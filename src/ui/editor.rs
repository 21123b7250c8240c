//! Draft editor screen.

use ratatui::{prelude::*, widgets::Paragraph};

use crate::app::{App, EditorField, EditorState};
use crate::models::QuestionType;

pub fn render(frame: &mut Frame, area: Rect, app: &App) {
    let Some(editor) = &app.editor else {
        return;
    };

    let chunks = Layout::vertical([
        Constraint::Length(2),
        Constraint::Fill(1),
        Constraint::Length(1),
    ])
    .margin(1)
    .split(area);

    render_header(frame, chunks[0]);
    render_draft(frame, chunks[1], editor);
    render_controls(frame, chunks[2]);
}

fn render_header(frame: &mut Frame, area: Rect) {
    let content = vec![Line::from(Span::styled(
        "QUIZ EDITOR",
        Style::default().fg(Color::Cyan).bold(),
    ))];
    frame.render_widget(Paragraph::new(content), area);
}

fn render_draft(frame: &mut Frame, area: Rect, editor: &EditorState) {
    let (lines, focus_line) = draft_lines(editor);

    // Keep the focused field roughly centered once the draft outgrows the
    // screen.
    let scroll = focus_line.saturating_sub(area.height as usize / 2);
    let widget = Paragraph::new(lines).scroll((scroll as u16, 0));
    frame.render_widget(widget, area);
}

/// Flatten the draft into display lines, returning the index of the line
/// holding the focused field.
fn draft_lines(editor: &EditorState) -> (Vec<Line<'_>>, usize) {
    let mut lines = Vec::new();
    let mut focus_line = 0;

    let focused = editor.focus == EditorField::Title;
    if focused {
        focus_line = lines.len();
    }
    lines.push(text_field_line("Title: ", &editor.draft.title, focused));

    let focused = editor.focus == EditorField::Description;
    if focused {
        focus_line = lines.len();
    }
    lines.push(text_field_line(
        "Description: ",
        &editor.draft.description,
        focused,
    ));
    lines.push(Line::from(""));

    for (qi, question) in editor.draft.questions().iter().enumerate() {
        let kind_label = match question.kind {
            QuestionType::Single => "single choice",
            QuestionType::Multiple => "multiple choice",
        };
        lines.push(Line::from(Span::styled(
            format!("Question {}  ·  {}", qi + 1, kind_label),
            Style::default().fg(Color::DarkGray),
        )));

        let focused = editor.focus == EditorField::QuestionText(qi);
        if focused {
            focus_line = lines.len();
        }
        lines.push(text_field_line("  ", &question.text, focused));

        for (oi, option) in question.options.iter().enumerate() {
            let focused = editor.focus == EditorField::Option(qi, oi);
            if focused {
                focus_line = lines.len();
            }

            let marker = match (question.kind, option.is_correct) {
                (QuestionType::Single, true) => "(•)",
                (QuestionType::Single, false) => "( )",
                (QuestionType::Multiple, true) => "[x]",
                (QuestionType::Multiple, false) => "[ ]",
            };
            let marker_style = if option.is_correct {
                Style::default().fg(Color::Green)
            } else {
                Style::default().fg(Color::DarkGray)
            };
            let text_style = if focused {
                Style::default().fg(Color::Cyan).bold()
            } else {
                Style::default().fg(Color::Gray)
            };

            let mut spans = vec![
                Span::styled(format!("    {} ", marker), marker_style),
                Span::styled(option.text.clone(), text_style),
            ];
            if focused {
                spans.push(Span::styled("_", text_style));
            }
            lines.push(Line::from(spans));
        }
        lines.push(Line::from(""));
    }

    (lines, focus_line)
}

fn text_field_line<'a>(label: &'a str, value: &'a str, focused: bool) -> Line<'a> {
    let style = if focused {
        Style::default().fg(Color::Cyan).bold()
    } else {
        Style::default().fg(Color::Gray)
    };
    let mut spans = vec![
        Span::styled(label, Style::default().fg(Color::White)),
        Span::styled(value, style),
    ];
    if focused {
        spans.push(Span::styled("_", style));
    }
    Line::from(spans)
}

fn render_controls(frame: &mut Frame, area: Rect) {
    let widget = Paragraph::new(
        "↑/↓ field  ·  enter mark correct  ·  ^t type  ·  ^n/^d question  ·  ^o/^x option  ·  ^s save  ·  esc discard",
    )
    .alignment(Alignment::Center)
    .fg(Color::DarkGray);
    frame.render_widget(widget, area);
}
//! Persistence boundary for the quiz catalog.
//!
//! The engines never assume a storage technology; they talk to a
//! [`QuizStore`]. [`MemoryStore`] is the process-local implementation used by
//! the single-user terminal app.

mod memory;

use std::fmt;

use crate::models::{Quiz, QuizSummary};

pub use memory::MemoryStore;

/// Filter for catalog listings.
#[derive(Debug, Clone, Default)]
pub struct QuizFilter {
    /// Case-insensitive title substring, the dashboard search box.
    pub title_contains: Option<String>,
}

impl QuizFilter {
    /// Filter matching every quiz.
    pub fn all() -> Self {
        Self::default()
    }

    pub fn title_contains(needle: impl Into<String>) -> Self {
        Self {
            title_contains: Some(needle.into()),
        }
    }

    fn matches(&self, title: &str) -> bool {
        match &self.title_contains {
            Some(needle) => title.to_lowercase().contains(&needle.to_lowercase()),
            None => true,
        }
    }
}

/// Failure at the storage boundary.
#[derive(Debug, Clone, PartialEq, Eq)]
pub enum StoreError {
    /// No quiz with the requested id.
    NotFound(String),
    /// The backing storage rejected the operation.
    Persistence(String),
}

impl fmt::Display for StoreError {
    fn fmt(&self, f: &mut fmt::Formatter<'_>) -> fmt::Result {
        match self {
            Self::NotFound(id) => write!(f, "Quiz not found: {}", id),
            Self::Persistence(message) => write!(f, "Storage failure: {}", message),
        }
    }
}

impl std::error::Error for StoreError {}

/// Load/save interface the engines delegate storage to.
pub trait QuizStore {
    /// Fetch a quiz by id.
    fn load_quiz(&self, id: &str) -> Result<Quiz, StoreError>;

    /// Persist a quiz, returning its id. Saving an existing id replaces the
    /// stored quiz.
    fn save_quiz(&mut self, quiz: Quiz) -> Result<String, StoreError>;

    /// Catalog rows matching the filter.
    fn list_quizzes(&self, filter: &QuizFilter) -> Vec<QuizSummary>;
}
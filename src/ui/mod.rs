mod dashboard;
mod editor;
mod results;
mod taking;

use ratatui::{
    prelude::*,
    widgets::{Block, Paragraph},
};

use crate::app::{App, Screen};

pub fn render(frame: &mut Frame, app: &App) {
    let area = frame.area();
    frame.render_widget(Block::default().bg(Color::Reset), area);

    let chunks =
        Layout::vertical([Constraint::Fill(1), Constraint::Length(1)]).split(area);

    match app.screen {
        Screen::Dashboard => dashboard::render(frame, chunks[0], app),
        Screen::Editor => editor::render(frame, chunks[0], app),
        Screen::Taking => taking::render(frame, chunks[0], app),
        Screen::Results => results::render(frame, chunks[0], app),
    }

    render_status(frame, chunks[1], app);
}

/// Bottom status line for save confirmations and rejected operations.
fn render_status(frame: &mut Frame, area: Rect, app: &App) {
    let Some(status) = &app.status else {
        return;
    };
    let color = if status.is_error {
        Color::Red
    } else {
        Color::Green
    };
    let widget = Paragraph::new(status.text.as_str())
        .alignment(Alignment::Center)
        .fg(color);
    frame.render_widget(widget, area);
}
#[cfg(test)]
mod tests {
    use super::*;

    /// Draft with a title and two fully filled-in questions, built through
    /// the editing operations: a single-choice question (second option
    /// correct) and a multiple-choice question with three options (first and
    /// third correct).
    fn filled_draft() -> QuizDraft {
        let mut draft = QuizDraft::new();
        draft.title = "Basic Mathematics".to_string();

        let q1 = draft.questions()[0].id.clone();
        draft.set_question_text(&q1, "What is 2 + 2?").unwrap();
        for (index, text) in ["3", "4"].iter().enumerate() {
            let option_id = draft.questions()[0].options[index].id.clone();
            draft.set_option_text(&q1, &option_id, *text).unwrap();
        }
        let correct = draft.questions()[0].options[1].id.clone();
        draft.set_option_correct(&q1, &correct, true).unwrap();

        draft.add_question();
        let q2 = draft.questions()[1].id.clone();
        draft
            .set_question_text(&q2, "Which of these are prime numbers?")
            .unwrap();
        draft.set_question_kind(&q2, QuestionType::Multiple).unwrap();
        draft.add_option(&q2).unwrap();
        for (index, text) in ["2", "4", "7"].iter().enumerate() {
            let option_id = draft.questions()[1].options[index].id.clone();
            draft.set_option_text(&q2, &option_id, *text).unwrap();
        }
        for index in [0, 2] {
            let option_id = draft.questions()[1].options[index].id.clone();
            draft.set_option_correct(&q2, &option_id, true).unwrap();
        }

        draft
    }

    #[test]
    fn new_draft_opens_with_one_blank_question() {
        let draft = QuizDraft::new();
        assert_eq!(draft.questions().len(), 1);
        assert_eq!(draft.questions()[0].kind, QuestionType::Single);
        assert_eq!(draft.questions()[0].options.len(), 2);
    }

    #[test]
    fn add_question_appends_with_fresh_ids() {
        let mut draft = QuizDraft::new();
        draft.add_question();
        assert_eq!(draft.questions().len(), 2);
        assert_ne!(draft.questions()[0].id, draft.questions()[1].id);
    }

    #[test]
    fn remove_question_keeps_at_least_one() {
        let mut draft = QuizDraft::new();
        let only = draft.questions()[0].id.clone();
        assert!(matches!(
            draft.remove_question(&only),
            Err(StructuralError::MinimumCountViolation(_))
        ));
        assert_eq!(draft.questions().len(), 1);
    }

    #[test]
    fn remove_question_preserves_order() {
        let mut draft = QuizDraft::new();
        draft.add_question();
        draft.add_question();
        let ids: Vec<String> = draft.questions().iter().map(|q| q.id.clone()).collect();

        draft.remove_question(&ids[1]).unwrap();
        let remaining: Vec<&str> = draft.questions().iter().map(|q| q.id.as_str()).collect();
        assert_eq!(remaining, vec![ids[0].as_str(), ids[2].as_str()]);
    }

    #[test]
    fn operations_reject_unknown_ids() {
        let mut draft = QuizDraft::new();
        draft.add_question();
        assert_eq!(
            draft.set_question_text("missing", "text"),
            Err(StructuralError::NotFound)
        );
        assert_eq!(
            draft.set_question_kind("missing", QuestionType::Multiple),
            Err(StructuralError::NotFound)
        );
        assert_eq!(draft.remove_question("missing"), Err(StructuralError::NotFound));

        let q = draft.questions()[0].id.clone();
        assert_eq!(
            draft.set_option_correct(&q, "missing", true),
            Err(StructuralError::NotFound)
        );
        assert_eq!(
            draft.set_option_text(&q, "missing", "text"),
            Err(StructuralError::NotFound)
        );
    }

    #[test]
    fn single_choice_keeps_one_correct_option() {
        let mut draft = QuizDraft::new();
        let q = draft.questions()[0].id.clone();
        draft.add_option(&q).unwrap();
        let option_ids: Vec<String> =
            draft.questions()[0].options.iter().map(|o| o.id.clone()).collect();

        // Marking each option in turn always leaves exactly one correct.
        for option_id in &option_ids {
            draft.set_option_correct(&q, option_id, true).unwrap();
            let correct: Vec<&str> = draft.questions()[0]
                .correct_options()
                .map(|o| o.id.as_str())
                .collect();
            assert_eq!(correct, vec![option_id.as_str()]);
        }
    }

    #[test]
    fn unmarking_under_single_clears_only_that_option() {
        let mut draft = QuizDraft::new();
        let q = draft.questions()[0].id.clone();
        let option_id = draft.questions()[0].options[0].id.clone();
        draft.set_option_correct(&q, &option_id, true).unwrap();
        draft.set_option_correct(&q, &option_id, false).unwrap();
        assert_eq!(draft.questions()[0].correct_options().count(), 0);
    }

    #[test]
    fn multiple_choice_toggles_independently() {
        let mut draft = QuizDraft::new();
        let q = draft.questions()[0].id.clone();
        draft.set_question_kind(&q, QuestionType::Multiple).unwrap();
        let first = draft.questions()[0].options[0].id.clone();
        let second = draft.questions()[0].options[1].id.clone();

        draft.set_option_correct(&q, &first, true).unwrap();
        draft.set_option_correct(&q, &second, true).unwrap();
        assert_eq!(draft.questions()[0].correct_options().count(), 2);

        draft.set_option_correct(&q, &first, false).unwrap();
        let correct: Vec<&str> = draft.questions()[0]
            .correct_options()
            .map(|o| o.id.as_str())
            .collect();
        assert_eq!(correct, vec![second.as_str()]);
    }

    #[test]
    fn kind_switch_keeps_stray_correct_flags() {
        let mut draft = QuizDraft::new();
        let q = draft.questions()[0].id.clone();
        let first = draft.questions()[0].options[0].id.clone();
        let second = draft.questions()[0].options[1].id.clone();

        draft.set_option_correct(&q, &first, true).unwrap();
        draft.set_question_kind(&q, QuestionType::Multiple).unwrap();
        draft.set_option_correct(&q, &second, true).unwrap();
        draft.set_question_kind(&q, QuestionType::Single).unwrap();

        // Both flags survive the switch back; the next exclusive mark wins.
        assert_eq!(draft.questions()[0].correct_options().count(), 2);
        draft.set_option_correct(&q, &first, true).unwrap();
        let correct: Vec<&str> = draft.questions()[0]
            .correct_options()
            .map(|o| o.id.as_str())
            .collect();
        assert_eq!(correct, vec![first.as_str()]);
    }

    #[test]
    fn remove_option_keeps_at_least_two() {
        let mut draft = QuizDraft::new();
        let q = draft.questions()[0].id.clone();
        let option_id = draft.questions()[0].options[0].id.clone();
        assert!(matches!(
            draft.remove_option(&q, &option_id),
            Err(StructuralError::MinimumCountViolation(_))
        ));
        assert_eq!(draft.questions()[0].options.len(), 2);

        draft.add_option(&q).unwrap();
        draft.remove_option(&q, &option_id).unwrap();
        assert_eq!(draft.questions()[0].options.len(), 2);
    }

    #[test]
    fn validate_reports_empty_title_first() {
        // Even a fully valid question does not get checked before the title.
        let mut draft = filled_draft();
        draft.title = "  ".to_string();
        assert_eq!(draft.validate_for_save(), Err(ValidationError::EmptyTitle));
    }

    #[test]
    fn validate_checks_rules_in_order_across_the_whole_draft() {
        // First question lacks a correct option, second has blank text; the
        // text rule runs across every question before the correct-option rule.
        let mut draft = filled_draft();
        let q1 = draft.questions()[0].id.clone();
        let q2 = draft.questions()[1].id.clone();
        let q1_correct = draft.questions()[0].options[1].id.clone();
        draft.set_option_correct(&q1, &q1_correct, false).unwrap();
        draft.set_question_text(&q2, "").unwrap();

        assert_eq!(
            draft.validate_for_save(),
            Err(ValidationError::EmptyQuestionText { question_id: q2 })
        );
    }

    #[test]
    fn validate_reports_missing_correct_option() {
        let mut draft = filled_draft();
        let q1 = draft.questions()[0].id.clone();
        let q1_correct = draft.questions()[0].options[1].id.clone();
        draft.set_option_correct(&q1, &q1_correct, false).unwrap();

        assert_eq!(
            draft.validate_for_save(),
            Err(ValidationError::NoCorrectOption { question_id: q1 })
        );
    }

    #[test]
    fn validate_reports_blank_option_text() {
        let mut draft = filled_draft();
        let q2 = draft.questions()[1].id.clone();
        let option_id = draft.questions()[1].options[1].id.clone();
        draft.set_option_text(&q2, &option_id, "   ").unwrap();

        assert_eq!(
            draft.validate_for_save(),
            Err(ValidationError::EmptyOptionText {
                question_id: q2,
                option_id,
            })
        );
    }

    #[test]
    fn validate_produces_the_quiz() {
        let mut draft = filled_draft();
        draft.description = "Test your math knowledge".to_string();
        let quiz = draft.validate_for_save().unwrap();
        assert_eq!(quiz.title, "Basic Mathematics");
        assert_eq!(quiz.description.as_deref(), Some("Test your math knowledge"));
        assert_eq!(quiz.questions.len(), 2);

        // A blank description saves as no description at all.
        draft.description = " ".to_string();
        assert_eq!(draft.validate_for_save().unwrap().description, None);
    }
}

=======

*INSTRUCTIONS TO FOLLOW*
In the listing above, how many lines contain the string "Green"? State the number and stop.

*TASK OUTPUT*
2